Ее образ стоял предо мной, когда я писал "Видение Иезекииля", стараясь быть как можно более точным и близким к библейскому тексту, только одним расположением слов и модуляциями ритма стараясь довести силу выражения до последней ударности.
Бог наш есть огнь поядающий. Твари
Явлен был свет на реке на Ховаре.
В буре клубящейся двигался он --
Облак, несомый верховными силами --
Четверорукими, шестерокрылыми,
С бычьими, птичьими и человечьими,
Львиными ликами с разных сторон.
Видом они точно угли горящие,
Ноги прямые и медью блестящие,
Лики, как свет раскаленных лампад,
И вопиющие, и говорящие,
И воззывающе к Господу: "Свят!
Свят!
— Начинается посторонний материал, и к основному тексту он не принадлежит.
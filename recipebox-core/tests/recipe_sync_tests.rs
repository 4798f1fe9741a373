//! Recipe save/read/delete flows against the in-memory backend.

use recipebox_core::recipes::{
    IngredientInput, InstructionInput, RecipeDraft, RecipeFields, INGREDIENTS, INSTRUCTIONS,
    RECIPES,
};
use recipebox_core::{
    delete_recipe, fetch_recipe, list_categories, list_recipes, save_recipe, FakeBackend, FakeOp,
    RecipeError, User,
};
use serde_json::{json, Value};
use uuid::Uuid;

fn signed_in(backend: &FakeBackend) -> User {
    backend.sign_in_user("cook@example.com").0
}

fn draft(title: &str) -> RecipeDraft {
    let mut draft = RecipeDraft::new(RecipeFields::new(title, 2, 2));
    draft.ingredients = vec![
        IngredientInput::new("salt", "1", "tsp"),
        IngredientInput::new("", "", ""),
        IngredientInput::new("egg", "2", ""),
    ];
    draft.instructions = vec![
        InstructionInput::new("mix"),
        InstructionInput::new("  "),
        InstructionInput::new("bake"),
    ];
    draft
}

fn rows_for(backend: &FakeBackend, table: &str, recipe_id: Uuid) -> Vec<Value> {
    backend
        .rows(table)
        .into_iter()
        .filter(|row| row["recipe_id"] == recipe_id.to_string())
        .collect()
}

#[tokio::test]
async fn test_create_filters_blank_children_and_indexes_by_position() {
    let backend = FakeBackend::with_recipe_schema();
    let user = signed_in(&backend);

    let id = save_recipe(&backend, Some(&user), None, &draft("Omelette"))
        .await
        .unwrap();

    let ingredients: Vec<(String, i64)> = rows_for(&backend, INGREDIENTS, id)
        .iter()
        .map(|r| {
            (
                r["name"].as_str().unwrap().to_string(),
                r["order_index"].as_i64().unwrap(),
            )
        })
        .collect();
    assert_eq!(
        ingredients,
        vec![("salt".to_string(), 0), ("egg".to_string(), 1)]
    );

    let steps: Vec<(i64, String)> = rows_for(&backend, INSTRUCTIONS, id)
        .iter()
        .map(|r| {
            (
                r["step_number"].as_i64().unwrap(),
                r["description"].as_str().unwrap().to_string(),
            )
        })
        .collect();
    assert_eq!(steps, vec![(1, "mix".to_string()), (2, "bake".to_string())]);

    let recipes = backend.rows(RECIPES);
    assert_eq!(recipes.len(), 1);
    assert_eq!(recipes[0]["user_id"], user.id.to_string());
}

#[tokio::test]
async fn test_empty_amount_and_unit_are_stored_as_null() {
    let backend = FakeBackend::with_recipe_schema();
    let user = signed_in(&backend);

    let id = save_recipe(&backend, Some(&user), None, &draft("Omelette"))
        .await
        .unwrap();
    let egg = rows_for(&backend, INGREDIENTS, id)
        .into_iter()
        .find(|r| r["name"] == "egg")
        .unwrap();
    assert_eq!(egg["amount"], "2");
    assert!(egg["unit"].is_null());
}

#[tokio::test]
async fn test_create_without_children_skips_inserts() {
    let backend = FakeBackend::with_recipe_schema();
    let user = signed_in(&backend);

    let draft = RecipeDraft::new(RecipeFields::new("Water", 1, 1));
    save_recipe(&backend, Some(&user), None, &draft)
        .await
        .unwrap();

    assert_eq!(backend.calls(), vec!["insert recipes"]);
}

#[tokio::test]
async fn test_save_requires_a_user() {
    let backend = FakeBackend::with_recipe_schema();
    let err = save_recipe(&backend, None, None, &draft("Omelette"))
        .await
        .unwrap_err();
    assert!(matches!(err, RecipeError::Unauthenticated));
    assert!(backend.calls().is_empty());
}

#[tokio::test]
async fn test_invalid_fields_are_rejected_before_any_write() {
    let backend = FakeBackend::with_recipe_schema();
    let user = signed_in(&backend);

    for fields in [
        RecipeFields::new("  ", 2, 3),
        RecipeFields::new("Soup", 0, 3),
        RecipeFields::new("Soup", 2, 6),
    ] {
        let err = save_recipe(&backend, Some(&user), None, &RecipeDraft::new(fields))
            .await
            .unwrap_err();
        assert!(matches!(err, RecipeError::Validation(_)));
    }
    assert!(backend.calls().is_empty());
}

#[tokio::test]
async fn test_update_replaces_children_in_order() {
    let backend = FakeBackend::with_recipe_schema();
    let user = signed_in(&backend);
    let id = save_recipe(&backend, Some(&user), None, &draft("Omelette"))
        .await
        .unwrap();
    backend.clear_calls();

    let mut edited = RecipeDraft::new(RecipeFields::new("T", 4, 3));
    edited.ingredients = vec![IngredientInput::new("flour", "200", "g")];
    edited.instructions = vec![InstructionInput::new("knead")];
    let saved = save_recipe(&backend, Some(&user), Some(id), &edited)
        .await
        .unwrap();
    assert_eq!(saved, id);

    assert_eq!(
        backend.calls(),
        vec![
            "update recipes",
            "delete ingredients",
            "insert ingredients",
            "delete instructions",
            "insert instructions",
        ]
    );

    let ingredients = rows_for(&backend, INGREDIENTS, id);
    assert_eq!(ingredients.len(), 1);
    assert_eq!(ingredients[0]["name"], "flour");
    assert_eq!(ingredients[0]["order_index"], 0);
    let instructions = rows_for(&backend, INSTRUCTIONS, id);
    assert_eq!(instructions.len(), 1);
    assert_eq!(instructions[0]["step_number"], 1);
}

#[tokio::test]
async fn test_update_then_read_returns_saved_fields() {
    let backend = FakeBackend::with_recipe_schema();
    let user = signed_in(&backend);
    let id = save_recipe(&backend, Some(&user), None, &draft("Omelette"))
        .await
        .unwrap();

    let mut fields = RecipeFields::new("T", 4, 3);
    fields.prep_time = Some(5);
    fields.cook_time = Some(20);
    save_recipe(&backend, Some(&user), Some(id), &RecipeDraft::new(fields))
        .await
        .unwrap();

    let recipe = fetch_recipe(&backend, id).await.unwrap();
    assert_eq!(recipe.title, "T");
    assert_eq!(recipe.servings, 4);
    assert_eq!(recipe.difficulty, 3);
    assert_eq!(recipe.total_time(), 25);
    assert!(recipe.ingredients.is_empty());
    assert!(recipe.instructions.is_empty());
}

#[tokio::test]
async fn test_failed_step_stops_the_update_without_rollback() {
    let backend = FakeBackend::with_recipe_schema();
    let user = signed_in(&backend);
    let id = save_recipe(&backend, Some(&user), None, &draft("Omelette"))
        .await
        .unwrap();
    backend.clear_calls();
    backend.fail_on(FakeOp::Insert, INGREDIENTS, "new row violates row-level security policy");

    let mut edited = draft("Frittata");
    edited.fields.servings = 6;
    let err = save_recipe(&backend, Some(&user), Some(id), &edited)
        .await
        .unwrap_err();
    assert!(matches!(err, RecipeError::Remote(_)));

    assert_eq!(
        backend.calls(),
        vec!["update recipes", "delete ingredients", "insert ingredients"]
    );
    // The recipe update and the ingredient delete stay committed.
    assert!(rows_for(&backend, INGREDIENTS, id).is_empty());
    assert_eq!(rows_for(&backend, INSTRUCTIONS, id).len(), 2);
    let recipe = fetch_recipe(&backend, id).await.unwrap();
    assert_eq!(recipe.title, "Frittata");
    assert_eq!(recipe.servings, 6);
}

#[tokio::test]
async fn test_update_of_missing_recipe_fails_at_child_insert() {
    let backend = FakeBackend::with_recipe_schema();
    let user = signed_in(&backend);
    let missing = Uuid::new_v4();

    let err = save_recipe(&backend, Some(&user), Some(missing), &draft("Ghost"))
        .await
        .unwrap_err();
    match err {
        RecipeError::Remote(remote) => assert_eq!(remote.code(), Some("23503")),
        other => panic!("expected a remote error, got {:?}", other),
    }

    assert_eq!(
        backend.calls(),
        vec!["update recipes", "delete ingredients", "insert ingredients"]
    );
    assert!(backend.rows(RECIPES).is_empty());
    assert!(backend.rows(INGREDIENTS).is_empty());
    assert!(backend.rows(INSTRUCTIONS).is_empty());
}

#[tokio::test]
async fn test_delete_then_read_is_not_found() {
    let backend = FakeBackend::with_recipe_schema();
    let user = signed_in(&backend);
    let id = save_recipe(&backend, Some(&user), None, &draft("Omelette"))
        .await
        .unwrap();

    delete_recipe(&backend, id).await.unwrap();

    assert!(matches!(
        fetch_recipe(&backend, id).await,
        Err(RecipeError::NotFound)
    ));
    assert!(rows_for(&backend, INGREDIENTS, id).is_empty());
    assert!(rows_for(&backend, INSTRUCTIONS, id).is_empty());
    assert!(matches!(
        delete_recipe(&backend, id).await,
        Err(RecipeError::NotFound)
    ));
}

#[tokio::test]
async fn test_fetch_embeds_category_and_sorted_children() {
    let backend = FakeBackend::with_recipe_schema();
    let user = signed_in(&backend);
    let category_id = Uuid::new_v4();
    backend.seed(
        "categories",
        vec![json!({"id": category_id, "name": "Breakfast", "color": "#f59e0b"})],
    );

    let mut draft = draft("Omelette");
    draft.fields.category_id = Some(category_id);
    let id = save_recipe(&backend, Some(&user), None, &draft)
        .await
        .unwrap();

    let recipe = fetch_recipe(&backend, id).await.unwrap();
    let category = recipe.category.unwrap();
    assert_eq!(category.name, "Breakfast");
    assert_eq!(category.id, Some(category_id));
    let names: Vec<&str> = recipe.ingredients.iter().map(|i| i.name.as_str()).collect();
    assert_eq!(names, vec!["salt", "egg"]);
    let steps: Vec<i32> = recipe.instructions.iter().map(|i| i.step_number).collect();
    assert_eq!(steps, vec![1, 2]);
}

#[tokio::test]
async fn test_list_recipes_is_scoped_and_newest_first() {
    let backend = FakeBackend::with_recipe_schema();
    let user = signed_in(&backend);
    let other = backend.sign_in_user("other@example.com").0;
    backend.seed(
        RECIPES,
        vec![
            json!({"id": Uuid::new_v4(), "user_id": user.id, "title": "Old", "servings": 1,
                   "difficulty": 1, "created_at": "2024-01-01T00:00:00Z"}),
            json!({"id": Uuid::new_v4(), "user_id": user.id, "title": "New", "servings": 1,
                   "difficulty": 1, "created_at": "2024-06-01T00:00:00Z"}),
            json!({"id": Uuid::new_v4(), "user_id": other.id, "title": "Theirs", "servings": 1,
                   "difficulty": 1, "created_at": "2024-03-01T00:00:00Z"}),
        ],
    );

    let titles: Vec<String> = list_recipes(&backend, user.id)
        .await
        .unwrap()
        .into_iter()
        .map(|r| r.title)
        .collect();
    assert_eq!(titles, vec!["New", "Old"]);
}

#[tokio::test]
async fn test_list_categories_by_name() {
    let backend = FakeBackend::with_recipe_schema();
    backend.seed(
        "categories",
        vec![
            json!({"id": Uuid::new_v4(), "name": "Soup", "color": "blue"}),
            json!({"id": Uuid::new_v4(), "name": "Bread", "color": "brown"}),
        ],
    );

    let names: Vec<String> = list_categories(&backend)
        .await
        .unwrap()
        .into_iter()
        .map(|c| c.name)
        .collect();
    assert_eq!(names, vec!["Bread", "Soup"]);
}
pub mod logout;
pub mod me;

use crate::AppState;
use axum::routing::{get, post};
use axum::Router;
use recipebox_core::User;
use utoipa::OpenApi;

/// Returns the router for the signed-in user's own account
pub fn router() -> Router<AppState> {
    Router::new()
        .route("/api/auth/me", get(me::me))
        .route("/api/auth/logout", post(logout::logout))
}

#[derive(OpenApi)]
#[openapi(paths(me::me, logout::logout), components(schemas(User)))]
pub struct ApiDoc;
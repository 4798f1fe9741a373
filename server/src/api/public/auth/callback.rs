use crate::auth::{
    clear_cookie, read_cookie, set_cookie, ACCESS_TOKEN_COOKIE, CODE_VERIFIER_COOKIE,
    DEFAULT_SESSION_MAX_AGE,
};
use crate::AppState;
use axum::{
    extract::{Query, State},
    http::{header, HeaderMap},
    response::{IntoResponse, Redirect},
};
use serde::Deserialize;
use utoipa::IntoParams;

pub const DEFAULT_REDIRECT: &str = "/dashboard";

#[derive(Debug, Deserialize, IntoParams)]
pub struct CallbackParams {
    /// One-time code from the magic link
    pub code: Option<String>,
    /// Site-relative path to continue to (default `/dashboard`)
    pub redirect_to: Option<String>,
}

/// Only same-site paths are followed; anything else falls back to the dashboard.
fn redirect_target(redirect_to: Option<&str>) -> &str {
    match redirect_to {
        Some(path) if path.starts_with('/') && !path.starts_with("//") && !path.contains('\\') => {
            path
        }
        _ => DEFAULT_REDIRECT,
    }
}

#[utoipa::path(
    get,
    path = "/auth/callback",
    tag = "auth",
    params(CallbackParams),
    responses(
        (status = 303, description = "Redirect to `redirect_to`, with the session cookie set when the code was accepted")
    )
)]
pub async fn callback(
    State(state): State<AppState>,
    request_headers: HeaderMap,
    Query(params): Query<CallbackParams>,
) -> impl IntoResponse {
    let secure = state.config.cookie_secure;
    let mut headers = HeaderMap::new();

    if let Some(code) = params.code.as_deref().filter(|c| !c.is_empty()) {
        let verifier = read_cookie(&request_headers, CODE_VERIFIER_COOKIE);
        match (state.backend.backend(), verifier) {
            (Ok(backend), Some(verifier)) => {
                match backend
                    .auth()
                    .exchange_code_for_session(code, &verifier)
                    .await
                {
                    Ok(session) => {
                        tracing::info!("User {} signed in", session.user.id);
                        let max_age = session.expires_in.unwrap_or(DEFAULT_SESSION_MAX_AGE);
                        if let Some(cookie) =
                            set_cookie(ACCESS_TOKEN_COOKIE, &session.access_token, max_age, secure)
                        {
                            headers.append(header::SET_COOKIE, cookie);
                        }
                    }
                    Err(e) => tracing::warn!("Code exchange failed: {}", e),
                }
            }
            (Err(e), _) => tracing::warn!("Cannot exchange code: {}", e),
            (Ok(_), None) => tracing::warn!("Cannot exchange code: no code verifier cookie"),
        }

        if let Some(cookie) = clear_cookie(CODE_VERIFIER_COOKIE, secure) {
            headers.append(header::SET_COOKIE, cookie);
        }
    }

    let target = redirect_target(params.redirect_to.as_deref());
    (headers, Redirect::to(target))
}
Вседержитель!" А около разные,
Цветом похожи на камень топаз,
Вихри и диски, колеса алмазные,
Дымные ободы, полные глаз.
А над животными -- легкими сводами --
Крылья, простертые в высоту,
Схожие шумом с гудящими водами,
Переполняющими пустоту.
Выше же вышних, над сводом всемирным,
Тонким и синим повитым огнем,
В радужной славе, на троне сапфирном,
Огненный облик, гремящий, как гром.
Был я покрыт налетевшей грозою,
Бурею крыльев и вихрем колес.
Ветр меня поднял с земли и вознес...
Был ко мне голос:
"Иди предо Мною --
В землю Мою, возвестить ей позор!
Перед лицом Моим -- ветер пустыни,
А по стопам Моим -- язва и мор!
Буду судиться с тобою Я ныне.
Мать родила тебя ночью в полях,
Пуп не обрезала и не омыла,
И не осолила и не повила,
Бросила дочь на попрание в прах...
Я ж тебе молвил: живи во кровях!
Выросла смуглой и стройной, как колос,
Грудь поднялась, закурчавился волос,
И округлился, как чаша, живот...
Время любви твоей было... И вот
В полдень лежала ты в поле нагая,
И проходил и увидел тебя Я,
Край моих риз над тобою простер,
Обнял, омыл твою кровь, и с тех пор
Я сочетался с рабою Моею.
Дал тебе плат, кисею на лицо,
Перстни для рук, ожерелье на шею,
На уши серьги, в ноздри кольцо,
Пояс, запястья, венец драгоценный
И покрывала из тканей сквозных...
Стала краса твоя совершенной
В великолепных уборах Моих.
Хлебом пшеничным, елеем и медом
Я ль не вскормил тебя щедрой рукой?
Дальним известна ты стала народам
Необычайною красотой.
Но, упоенная славой и властью,
Стала мечтать о красивых мужах
И распалялась нечистою страстью
К изображениям на стенах.
Между соседей рождая усобья,
Стала распутной -- ловка и хитра,
Ты сотворяла мужские подобья --
Знаки из золота и серебра.
Строила вышки, скликала прохожих
И блудодеяла с ними на ложах,
На перекрестках путей и дорог,
Ноги раскидывала перед ними,
Каждый, придя, оголить тебя мог
И насладиться сосцами твоими.
Буду судиться с тобой до конца:
Гнев изолью, истощу свою ярость,
Семя сотру, прокляну твою старость,
От Моего не укрыться лица!
Всех созову, что блудили с тобою,
Платье сорву и оставлю нагою,
И обнажу перед всеми твой срам,
Темя обрею; связавши ремнями,
В руки любовников прежних предам,
Пусть тебя бьют, побивают камнями,
Хлещут бичами нечистую плоть,
Станешь бесплодной и стоптанной нивой...
Ибо любима любовью ревнивой --
Так говорю тебе Я -- твой Господь!"
Впервые опубликовано: Дело (Одесса). 1919. No 2. 30 марта. С. 2.